Unauthorized Transaction – Who Is Liable When Funds Disappear from a Business Account?
Cases of fraud involving unauthorized withdrawals from bank accounts—without the account holder’s knowledge or consent—are increasingly common. Business owners are not immune to such incidents. This raises the question: who bears responsibility for unauthorized transactions from a bank account? This article aims to clarify key issues based on an analysis of national and EU regulations, case law, and banking practices.
Case Example
Consider a scenario in which an entrepreneur running a business falls victim to funds being stolen from a company bank account. A transfer was made to a third-party account without the entrepreneur’s knowledge or consent—likely through phishing, malware, or compromised login credentials. Upon lodging a complaint, the bank declined to reimburse the funds, arguing that consumer protections do not apply to business clients.
This situation raises two essential issues: the extent of a bank’s liability to a non-consumer client, and the practical legal avenues for pursuing claims—through complaints or civil lawsuits.
Legal Framework – Distinction Between Consumers and Entrepreneurs
According to Article 45(1) of the Payment Services Act, a payment service provider is liable to the user for any unauthorized payment transaction, subject to Article 46(2) and (3). In consumer cases, there is a presumption that the user did not authorize the transaction—meaning the burden is on the bank to prove it was authenticated and approved.
For businesses, the situation is more complex. The law permits contractual modifications or exclusions of the bank’s liability in agreements with non-consumer clients. In practice, banks often use their general terms and conditions (GTCs) to disclaim responsibility for transactions they deem authorized—raising legal concerns about fairness and potentially violating principles of good contractual faith.
Furthermore, Article 50 of the Payment Services Act obligates the service provider to implement adequate technical measures to ensure secure use of payment services. A bank cannot escape liability merely because the client is a business, especially if it failed to provide a sufficient level of system security.
Judicial Perspective and Case Law
In handling such cases, I have observed a positive trend: although consumer protections are formally excluded in B2B relationships, courts increasingly hold banks accountable for unauthorized transactions when there is a clear failure on the part of the financial institution.
For example:
- Court of Appeal in Warsaw, judgment of 30 November 2020, case VI ACa 407/19 – held that banks must apply the same standards of diligence in business relationships as in consumer ones. Liability stems from Article 471 of the Civil Code, in conjunction with Article 355 § 2, which defines the standard of care required of professionals.
- District Court in Katowice, judgment of 18 May 2022, case I C 764/21 – found that the bank was liable for not implementing strong customer authentication (SCA) mechanisms or ignoring suspicious transaction patterns (e.g. large amounts, transfers to exotic destinations, logins from different continents).

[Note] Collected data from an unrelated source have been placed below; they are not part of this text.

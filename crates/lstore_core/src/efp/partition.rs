//! Empty file pool partition: one storage location, one pool per size class.

use super::{parse_pool_dir_name, pool_dir_name, EmptyFilePool};
use crate::context::JournalContext;
use crate::error::{CoreError, CoreResult};
use crate::types::{FileSizeKib, PartitionNumber};
use parking_lot::Mutex;
use std::collections::{BTreeMap, BTreeSet};
use std::path::{Path, PathBuf};
use std::sync::Arc;
use tracing::{debug, info, warn};

/// Name of the directory holding the pools inside a partition.
pub const EFP_TOP_LEVEL_DIR: &str = "efp";

/// A physical storage location hosting empty file pools grouped by size class.
///
/// # Thread Safety
///
/// The size-class map has its own mutex. [`Self::discover_pools`] holds it
/// for the whole rescan, so concurrent discoveries are serialized; lookups
/// take it only long enough to clone an `Arc`. Pools handed out keep working
/// while a rescan runs.
///
/// # Example
///
/// ```rust
/// use lstore_core::{Config, EmptyFilePoolPartition, FileSizeKib, JournalContext, PartitionNumber};
/// use std::path::Path;
///
/// let ctx = JournalContext::in_memory(Config::default());
/// ctx.fs().create_dir_all(Path::new("/store/p001/efp/2048k")).unwrap();
///
/// let partition = EmptyFilePoolPartition::new(&ctx, PartitionNumber::new(1), "/store/p001").unwrap();
/// partition.discover_pools().unwrap();
/// assert_eq!(partition.list_pool_sizes(), vec![FileSizeKib::new(2048)]);
/// ```
#[derive(Debug)]
pub struct EmptyFilePoolPartition {
    ctx: Arc<JournalContext>,
    number: PartitionNumber,
    dir: PathBuf,
    pools: Mutex<BTreeMap<FileSizeKib, Arc<EmptyFilePool>>>,
}

impl EmptyFilePoolPartition {
    /// Creates a partition over `dir` without discovering its pools.
    ///
    /// # Errors
    ///
    /// Returns `InvalidPartitionDirectory` if `dir` does not exist, is not a
    /// directory or cannot be listed.
    pub fn new(
        ctx: &Arc<JournalContext>,
        number: PartitionNumber,
        dir: impl Into<PathBuf>,
    ) -> CoreResult<Self> {
        let dir = dir.into();
        Self::validate_partition_dir(ctx, &dir)?;
        Ok(Self {
            ctx: Arc::clone(ctx),
            number,
            dir,
            pools: Mutex::new(BTreeMap::new()),
        })
    }

    fn validate_partition_dir(ctx: &JournalContext, dir: &Path) -> CoreResult<()> {
        let fs = ctx.fs();
        if !fs.exists(dir) {
            return Err(CoreError::invalid_partition_dir(dir, "does not exist"));
        }
        if !fs.is_dir(dir) {
            return Err(CoreError::invalid_partition_dir(dir, "not a directory"));
        }
        fs.read_dir(dir)
            .map_err(|e| CoreError::invalid_partition_dir(dir, e.to_string()))?;
        Ok(())
    }

    /// Returns the directory holding this partition's pools.
    #[must_use]
    pub fn efp_dir(&self) -> PathBuf {
        self.dir.join(EFP_TOP_LEVEL_DIR)
    }

    /// Scans the partition for size-class directories and updates the pool map.
    ///
    /// Newly found size classes get a pool; pools already known are kept as
    /// they are, so files they have handed out stay accounted for; pools
    /// whose directory has vanished are dropped. Calling this again without
    /// changes on disk leaves the map unchanged.
    ///
    /// Returns the number of pools known after the scan.
    ///
    /// # Errors
    ///
    /// Returns a storage error if the `efp` directory cannot be created or
    /// listed. A pool directory that fails to open is skipped with a warning.
    pub fn discover_pools(&self) -> CoreResult<usize> {
        let fs = self.ctx.fs();
        let efp_dir = self.efp_dir();
        let mut pools = self.pools.lock();

        if !fs.is_dir(&efp_dir) {
            if !self.ctx.config().create_efp_dir {
                warn!(partition = %self.number, dir = %efp_dir.display(), "no efp directory");
                pools.clear();
                return Ok(0);
            }
            fs.create_dir_all(&efp_dir)?;
            debug!(dir = %efp_dir.display(), "created efp directory");
        }

        let mut found = BTreeSet::new();
        for entry in fs.read_dir(&efp_dir)? {
            if !entry.is_dir {
                continue;
            }
            let Some(size) = parse_pool_dir_name(&entry.name) else {
                debug!(name = %entry.name, "ignoring non-pool directory");
                continue;
            };
            found.insert(size);
            if pools.contains_key(&size) {
                continue;
            }
            match EmptyFilePool::open(&self.ctx, self.number, efp_dir.join(&entry.name)) {
                Ok(pool) => {
                    pools.insert(size, Arc::new(pool));
                }
                Err(e) => {
                    warn!(partition = %self.number, size = %size, error = %e, "cannot open pool");
                    found.remove(&size);
                }
            }
        }

        pools.retain(|size, _| {
            let keep = found.contains(size);
            if !keep {
                warn!(partition = %self.number, size = %size, "pool directory vanished");
            }
            keep
        });

        info!(
            partition = %self.number,
            pools = pools.len(),
            "discovered empty file pools"
        );
        Ok(pools.len())
    }

    /// Returns the pool of `size_kib` files.
    ///
    /// # Errors
    ///
    /// Returns `PoolNotFound` if no such pool has been discovered.
    pub fn get_pool(&self, size_kib: FileSizeKib) -> CoreResult<Arc<EmptyFilePool>> {
        self.pools
            .lock()
            .get(&size_kib)
            .cloned()
            .ok_or(CoreError::PoolNotFound {
                partition: self.number,
                size_kib,
            })
    }

    /// Returns the known size classes in ascending order.
    #[must_use]
    pub fn list_pool_sizes(&self) -> Vec<FileSizeKib> {
        self.pools.lock().keys().copied().collect()
    }

    /// Returns a snapshot of all pools, smallest size class first.
    #[must_use]
    pub fn list_pools(&self) -> Vec<Arc<EmptyFilePool>> {
        self.pools.lock().values().cloned().collect()
    }

    /// Creates a pool directory for `size_kib` and fills it with `initial_files`.
    ///
    /// If the pool already exists it is returned unchanged.
    ///
    /// # Errors
    ///
    /// Returns a storage error if the directory or files cannot be created.
    pub fn create_pool(
        &self,
        size_kib: FileSizeKib,
        initial_files: usize,
    ) -> CoreResult<Arc<EmptyFilePool>> {
        let mut pools = self.pools.lock();
        if let Some(pool) = pools.get(&size_kib) {
            return Ok(Arc::clone(pool));
        }

        let dir = self.efp_dir().join(pool_dir_name(size_kib));
        self.ctx.fs().create_dir_all(&dir)?;
        let pool = Arc::new(EmptyFilePool::open(&self.ctx, self.number, dir)?);
        pool.grow(initial_files)?;
        pools.insert(size_kib, Arc::clone(&pool));
        Ok(pool)
    }

    /// Returns the partition number.
    #[must_use]
    pub fn partition_number(&self) -> PartitionNumber {
        self.number
    }

    /// Returns the partition directory.
    #[must_use]
    pub fn partition_dir(&self) -> &Path {
        &self.dir
    }
}

#[cfg(test)]
mod tests {
    use super::*;
    use crate::config::Config;
    use lstore_storage::FileSystem;
    use std::thread;

    fn ctx() -> Arc<JournalContext> {
        JournalContext::in_memory(Config::default())
    }

    #[test]
    fn missing_directory_rejected() {
        let ctx = ctx();
        let result = EmptyFilePoolPartition::new(&ctx, PartitionNumber::new(1), "/missing");
        assert!(matches!(
            result,
            Err(CoreError::InvalidPartitionDirectory { .. })
        ));
    }

    #[test]
    fn file_instead_of_directory_rejected() {
        let ctx = ctx();
        ctx.fs().create_dir_all(Path::new("/store")).unwrap();
        ctx.fs().create_file(Path::new("/store/p001"), 0).unwrap();
        let result = EmptyFilePoolPartition::new(&ctx, PartitionNumber::new(1), "/store/p001");
        assert!(matches!(
            result,
            Err(CoreError::InvalidPartitionDirectory { .. })
        ));
    }

    #[test]
    fn discovery_finds_size_classes() {
        let ctx = ctx();
        for dir in ["/p/efp/2048k", "/p/efp/512k", "/p/efp/scratch"] {
            ctx.fs().create_dir_all(Path::new(dir)).unwrap();
        }
        let partition = EmptyFilePoolPartition::new(&ctx, PartitionNumber::new(1), "/p").unwrap();
        assert!(partition.list_pool_sizes().is_empty());

        assert_eq!(partition.discover_pools().unwrap(), 2);
        assert_eq!(
            partition.list_pool_sizes(),
            vec![FileSizeKib::new(512), FileSizeKib::new(2048)]
        );
        assert_eq!(partition.list_pools().len(), 2);
        assert!(partition.get_pool(FileSizeKib::new(512)).is_ok());
    }

    #[test]
    fn unknown_size_is_pool_not_found() {
        let ctx = ctx();
        ctx.fs().create_dir_all(Path::new("/p")).unwrap();
        let partition = EmptyFilePoolPartition::new(&ctx, PartitionNumber::new(1), "/p").unwrap();
        partition.discover_pools().unwrap();

        let result = partition.get_pool(FileSizeKib::new(2048));
        assert!(matches!(result, Err(CoreError::PoolNotFound { .. })));
        assert!(ctx.fs().is_dir(&partition.efp_dir()));
    }

    #[test]
    fn missing_efp_dir_without_create() {
        let ctx = JournalContext::in_memory(Config::default().create_efp_dir(false));
        ctx.fs().create_dir_all(Path::new("/p")).unwrap();
        let partition = EmptyFilePoolPartition::new(&ctx, PartitionNumber::new(1), "/p").unwrap();

        assert_eq!(partition.discover_pools().unwrap(), 0);
        assert!(!ctx.fs().exists(&partition.efp_dir()));
    }

    #[test]
    fn rediscovery_keeps_existing_pools() {
        let ctx = ctx();
        ctx.fs().create_dir_all(Path::new("/p/efp/4k")).unwrap();
        let partition = EmptyFilePoolPartition::new(&ctx, PartitionNumber::new(1), "/p").unwrap();
        partition.discover_pools().unwrap();

        let pool = partition.get_pool(FileSizeKib::new(4)).unwrap();
        pool.grow(2).unwrap();
        let _held = pool.acquire().unwrap();

        ctx.fs().create_dir_all(Path::new("/p/efp/8k")).unwrap();
        assert_eq!(partition.discover_pools().unwrap(), 2);

        let again = partition.get_pool(FileSizeKib::new(4)).unwrap();
        assert!(Arc::ptr_eq(&pool, &again));
        assert_eq!(again.available(), 1);
        assert_eq!(again.capacity(), 2);
    }

    #[test]
    fn create_pool_is_discoverable() {
        let ctx = ctx();
        ctx.fs().create_dir_all(Path::new("/p")).unwrap();
        let partition = EmptyFilePoolPartition::new(&ctx, PartitionNumber::new(3), "/p").unwrap();

        let pool = partition.create_pool(FileSizeKib::new(16), 2).unwrap();
        assert_eq!(pool.available(), 2);
        assert_eq!(pool.partition_number(), PartitionNumber::new(3));

        let same = partition.create_pool(FileSizeKib::new(16), 5).unwrap();
        assert!(Arc::ptr_eq(&pool, &same));

        let fresh = EmptyFilePoolPartition::new(&ctx, PartitionNumber::new(3), "/p").unwrap();
        fresh.discover_pools().unwrap();
        assert_eq!(
            fresh.get_pool(FileSizeKib::new(16)).unwrap().available(),
            2
        );
    }

    #[test]
    fn concurrent_discovery_and_lookup() {
        let ctx = ctx();
        ctx.fs().create_dir_all(Path::new("/p/efp/4k")).unwrap();
        let partition = Arc::new(
            EmptyFilePoolPartition::new(&ctx, PartitionNumber::new(1), "/p").unwrap(),
        );
        partition.discover_pools().unwrap();

        let handles: Vec<_> = (0..4)
            .map(|i| {
                let partition = Arc::clone(&partition);
                thread::spawn(move || {
                    for _ in 0..50 {
                        if i % 2 == 0 {
                            partition.discover_pools().unwrap();
                        } else {
                            partition.get_pool(FileSizeKib::new(4)).unwrap();
                        }
                    }
                })
            })
            .collect();
        for handle in handles {
            handle.join().unwrap();
        }
        assert_eq!(partition.list_pool_sizes(), vec![FileSizeKib::new(4)]);
    }
}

Additionally, the Court of Justice of the European Union (CJEU) judgment of 25 November 2021 in OTP Bank, case C-287/19, emphasized that technical implementation of security measures alone is insufficient—banks must act “actively and dynamically” to combat fraud, including, for example, automatically blocking suspicious transactions.
Both EU case law and legal doctrine affirm that differentiating between consumers and businesses must not amount to a complete denial of legal protection for the latter.
National courts such as the German Federal Court of Justice (BGH) and French Cour de cassation also stress that all clients—regardless of legal status—have the right to expect professionalism and adequate safeguards from their banks.
In its 26 January 2021 ruling, case XI ZR 22/20, the BGH stated that “professional diligence by a bank includes monitoring customer behavior patterns and automatically responding to anomalies”—failure to do so may justify liability.
Moreover, the European Banking Authority (EBA), in its PSD2 guidelines, highlights that strong customer authentication should be applied even in high-value B2B transactions, particularly if the client does not implement internal security controls.
Summary and Recommendations
Entrepreneurs should review their contracts and general terms of service with banks carefully, and consider requesting enhanced security measures—such as SMS confirmations for transactions exceeding a predefined threshold.
In case of an unauthorized transaction, immediate action should be taken:
- File a formal complaint with the bank,
- Request system logs to verify activity,
- Report the incident to law enforcement (under Article 286 of the Penal Code – fraud),
- Consult a digital forensics expert to prove the business was not at fault.
Legal claims may also be pursued for non-performance of contractual obligations (Art. 471 of the Civil Code) or gross breach of duty by a public-trust institution, such as a bank.
Although statutory consumer protections do not extend to entrepreneurs, this does not automatically exempt financial institutions from liability for unauthorized transactions.
Each case must be individually assessed with respect to:
- The bank’s duty of care,
- Whether SCA was applied,
- How the bank responded to client behavior anomalies,
- The adequacy of the bank’s internal security systems.
A business client has a legitimate basis to demand reimbursement—provided the right evidence is presented and the bank’s failures are clearly demonstrated. National and EU case law can and should be used strategically in disputes with financial institutions, especially in light of the legal expectations of professionalism, transparency, and client protection.